Les petits gnomes chantent ainsi:

«Profitons de son sommeil!—Il a eu bien tort de régaler le saltimbanque, et d'absorber tant de bière de Mars en octobre,—à ce même café—de Mars, avec accompagnement de cigares, de cigarettes, de clarinette et de basson.

»Travaillons, frères,—jusqu'au point du jour, jusqu'au chant du coq,—jusqu'à l'heure où part la voiture de Dammartin,—et qu'il puisse entendre la sonnerie de la vieille cathédrale où repose L'AIGLE DE MEAUX.

»Décidément, la femme mérinos lui travaille l'esprit,—non moins que la bière de Mars et les foulons du pont des Arches;—cependant, les cornes de cette femme ne sont pas telles que l'avait dit le saltimbanque:—notre Parisien est encore jeune... Il ne s'est pas assez méfié du boniment.

»Travaillons, frères, travaillons pendant qu'il dort.—Commençons par lui dévisser la tête, puis, à petits coups de marteau,—oui, de marteau,—nous descellerons les parois de ce crâne philosophique—et biscornu!
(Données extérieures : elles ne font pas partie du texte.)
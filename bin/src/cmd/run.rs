//! Full pipeline: screen, compute both series and compare them.

use anyhow::Result;
use tracing::{info, warn};

use super::compare::{compare_series, portfolio_annualization};
use super::index::run_index;
use super::portfolio::run_portfolio;
use super::screen::run_screen;
use crate::config::PipelineConfig;
use crate::data;

/// Run every step in order, reusing the screened sets in memory.
///
/// A series that could not be computed is not compared.
pub(crate) async fn run_pipeline(config: &PipelineConfig) -> Result<()> {
    let run = run_screen(config, None)?;
    let panel = data::load_panel(config)?;
    info!(dates = panel.len(), "loaded daily quotes");

    let index = run_index(config, run.sets.clone(), &panel)?;
    let portfolio = run_portfolio(config, run.sets, &panel)?;

    match index {
        Some(levels) => {
            compare_series(
                config,
                "Value-Up Index",
                &levels,
                config.comparison.annualization,
            )
            .await?;
        }
        None => warn!("no index levels to compare"),
    }

    match portfolio {
        Some(result) => {
            compare_series(
                config,
                "Value-Up Portfolio",
                &result.normalized,
                portfolio_annualization(config),
            )
            .await?;
        }
        None => warn!("no portfolio return to compare"),
    }

    Ok(())
}
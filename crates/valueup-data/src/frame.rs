//! Polars helpers shared by the loaders and writers.
//!
//! Tables are read with every column as a string so that stock codes keep
//! their leading zeros; numeric columns are cast on access.

use std::fs::{self, File};
use std::path::Path;

use polars::prelude::*;
use tracing::debug;
use valueup_traits::{Result, ValueUpError, normalize_stock_code};

/// Read a CSV file with a header row, all columns as strings.
///
/// # Errors
///
/// Returns [`ValueUpError::MissingInputFile`] if `path` does not exist and
/// a Polars error if it cannot be parsed.
pub(crate) fn read_table(path: &Path, year: Option<i32>) -> Result<DataFrame> {
    if !path.is_file() {
        return Err(ValueUpError::MissingInputFile {
            path: path.to_path_buf(),
            year,
        });
    }

    let df = CsvReadOptions::default()
        .with_has_header(true)
        .with_infer_schema_length(Some(0))
        .try_into_reader_with_file_path(Some(path.to_path_buf()))?
        .finish()?;

    debug!(path = %path.display(), rows = df.height(), "loaded table");
    Ok(df)
}

/// Write `df` as CSV with a header row, creating parent directories.
pub(crate) fn write_table(path: &Path, df: &mut DataFrame) -> Result<()> {
    if let Some(parent) = path.parent().filter(|p| !p.as_os_str().is_empty()) {
        fs::create_dir_all(parent)?;
    }
    let mut file = File::create(path)?;
    CsvWriter::new(&mut file).include_header(true).finish(df)?;
    debug!(path = %path.display(), rows = df.height(), "wrote table");
    Ok(())
}

// Headers written by Excel-friendly exports start with a byte-order mark.
fn header_matches(header: &str, name: &str) -> bool {
    header.trim_start_matches('\u{feff}').trim() == name
}

/// Whether `df` has a column called `name`.
pub(crate) fn has_column(df: &DataFrame, name: &str) -> bool {
    df.get_columns()
        .iter()
        .any(|c| header_matches(c.name().as_str(), name))
}

fn column<'a>(df: &'a DataFrame, name: &str) -> Result<&'a Column> {
    df.get_columns()
        .iter()
        .find(|c| header_matches(c.name().as_str(), name))
        .ok_or_else(|| ValueUpError::MissingColumn(name.to_string()))
}

/// Trimmed string values; blanks become `None`.
pub(crate) fn strings(df: &DataFrame, name: &str) -> Result<Vec<Option<String>>> {
    let series = column(df, name)?
        .as_materialized_series()
        .cast(&DataType::String)?;
    Ok(series
        .str()?
        .into_iter()
        .map(|v| v.map(str::trim).filter(|s| !s.is_empty()).map(str::to_string))
        .collect())
}

/// Finite floating-point values; anything unparsable becomes `None`.
pub(crate) fn floats(df: &DataFrame, name: &str) -> Result<Vec<Option<f64>>> {
    let series = column(df, name)?
        .as_materialized_series()
        .cast(&DataType::Float64)?;
    Ok(series
        .f64()?
        .into_iter()
        .map(|v| v.filter(|x| x.is_finite()))
        .collect())
}

/// Boolean flags written as `True`/`False`; blanks and `NaN` are false.
pub(crate) fn flags(df: &DataFrame, name: &str) -> Result<Vec<bool>> {
    Ok(strings(df, name)?
        .into_iter()
        .map(|v| v.is_some_and(|s| parse_flag(&s)))
        .collect())
}

pub(crate) fn parse_flag(raw: &str) -> bool {
    matches!(
        raw.trim().to_ascii_lowercase().as_str(),
        "true" | "1" | "1.0" | "y" | "yes"
    )
}

/// Normalized stock codes from the `stockcode` column.
pub(crate) fn stock_codes(df: &DataFrame, name: &str) -> Result<Vec<Option<String>>> {
    Ok(strings(df, name)?
        .into_iter()
        .map(|v| v.and_then(|s| normalize_stock_code(&s)))
        .collect())
}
»Pourvu qu'il n'aille pas se loger dans une des cases de son cerveau—l'idée d'épouser la femme à la chevelure de mérinos! Nettoyons d'abord le sinciput et l'occiput;—que le sang circule plus clair à travers les centres nerveux qui s'épanouissent au-dessus des vertèbres.

»Le moi et le non-moi de Fichte se livrent un terrible combat dans cet esprit plein d'objectivité.—Si seulement il n'avait pas arrosé la bière de Mars—de quelques tournées de punch offert à ces dames!... L'Espagnole était presque aussi séduisante que la Vénitienne; mais elle avait de faux mollets,—et sa cachucha parassait due aux leçons de Mabille.